In all — just in his first Mayoral run — Booker’s committees received more than $565,000 from the people he was defending. At least $36,000 of that came from folks at Romney’s old firm.

Booker isn't the only Democrat to publicly complain about the Obama campaigns attack on Bain: former "car czar" Steve Rattner and former Rep. Harold Ford have both voiced their disapproval.

Obama himself is hardly immune to the pressures of campaign cash from fat cats, leading some to cry hypocrisy at his campaign's attack on Romney's tenure at Bain. Just last week, Obama attended a campaign fundraiser hosted by Hamilton James, president of the Blackstone Group, the nation's largest "private equity" firm. Nonetheless, you've got to give him points for moxie as he simultaneously kicks a former CEO of a leveraged buyout firm for doing what CEOs of leveraged buyout firms do.

3. It shines a light on the false equivalency claim that "both sides are equally evil." When Booker declared the Obama campaign's anti-Bain ad to be as "nauseating" as the race-baiting ad proposed to a Romney-allied superPAC (he also called both ads "crap"), his claim rightly raised the hackles of progressives such as The Nation's Ilyse Hogue, and yours truly. Because the uproar was so high-profile, progressives finally had an opportunity to be heard on the sort of false equivalencies we face every day in the mainstream media. But the guys at HuffPost Hill (Eliot Nelson, Ryan Grim & Arthur Delaney) may have said it best: 

We're wondering how this whole false-equivalency thing would've played out during Gandhi's campaign against the Crown: "It's just nauseating how these two sides are behaving, just shooting randomly into crowds, or refusing to eat. It's a bunch o' crap."

4. It calls into question the definition of "free enterprise" as an American value. For decades, Americans have been sold a bill of goods in the form of an ideology that deems anything good for big business as being good for the little guy. When, as you watch the Obama campaign videos, you hear the stories of displaced steel workers, or office-supplies factory workers fired from their profit-making company after Bain snapped up their employers for the sum of the parts, it becomes harder to make that case. Indeed, those videos are case studies in one particular business trend -- the leveraged buyout -- that exacerbated the income gap between rich and not-rich that we see today. It's a case progressives have been making for decades, but now elevated to the level of a presidential campaign.

5. It makes the case, perhaps inadvertently, for public financing of campaigns. The values by which Romney ran Bain are not simply his values, or Republican values: they're the values of the American financial sector, which also happens to underwrite a major portion of U.S. election campaigns. They have the dough, and their bread will be buttered.

Had the Occupy movement never happened, chances are that the Obama campaign would not have had the gumption to go after Bain in this way. It was Occupy that shifted the dialog on the economy from debt and deficit to income inequality, and the American people responded favorably to the message, if not the movement. 

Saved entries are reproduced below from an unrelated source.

use crate::SyntaxKind;

const SIZE: usize = 2;

/// Bitset of token kinds, usable in `const` position.
#[derive(Debug, Clone, PartialEq, Eq, Default)]
pub struct TokenSet {
    bits: [u64; SIZE],
}

impl TokenSet {
    pub const EMPTY: Self = Self { bits: [0; SIZE] };
    const BITS_PER_SLOT: u16 = u64::BITS as u16;

    const fn from_kind(kind: SyntaxKind) -> Self {
        let kind = kind as u16;

        let slot_index = (kind / Self::BITS_PER_SLOT) as usize;

        debug_assert!(
            slot_index < Self::EMPTY.bits.len(),
            "Index out of bounds. Increase the size of the bitset array."
        );

        let bit_index = kind % Self::BITS_PER_SLOT;
        let mask = 1 << bit_index;

        let mut bits = Self::EMPTY.bits;
        bits[slot_index] = mask;

        Self { bits }
    }

    pub const fn union(mut self, other: &Self) -> Self {
        let mut i = 0;

        while i < self.bits.len() {
            self.bits[i] |= other.bits[i];
            i += 1;
        }

        self
    }

    pub const fn new<const N: usize>(kinds: [SyntaxKind; N]) -> Self {
        let mut set = Self::EMPTY;

        let mut i = 0;
        while i < kinds.len() {
            set = set.union(&Self::from_kind(kinds[i]));
            i += 1;
        }

        set
    }

    pub const fn contains(&self, kind: SyntaxKind) -> bool {
        let kind = kind as u16;
        let slot_index = (kind / Self::BITS_PER_SLOT) as usize;
        let bit_index = kind % Self::BITS_PER_SLOT;
        let mask = 1 << bit_index;

        self.bits[slot_index] & mask != 0
    }
}

#[cfg(test)]
mod tests {
    use super::*;
    use crate::SyntaxKind::*;

    #[test]
    fn kinds_in_both_slots() {
        let set = TokenSet::new([LINE_COMMENT, EOF, SEMICOLON]);
        assert!(set.contains(LINE_COMMENT));
        assert!(set.contains(EOF));
        assert!(set.contains(SEMICOLON));
        assert!(!set.contains(COMMA));
    }

    #[test]
    fn union_keeps_members_of_both() {
        let set = TokenSet::new([COMMA]).union(&TokenSet::new([PAREN_END]));
        assert!(set.contains(COMMA));
        assert!(set.contains(PAREN_END));
        assert!(!TokenSet::EMPTY.contains(COMMA));
    }
}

Progressives would be wise not to simply turn up their noses at what are obviously the machinations of electoral politics, and instead target the campaign-funding infrastructure the Democrats intramural Bain episode reveals. 

Much has been made of Occupy's refusal to cough up a succinct list of demands. The anarchical structure of the movement notwithstanding, one demand might behoove the embrace of Occupy: public financing of political campaigns. For until the private money is removed from politics, apologists for the rapacious practices of American finance entities will still, with a straight face, seek to present themselves as do-gooding populists while their patrons laugh all the way to the bank.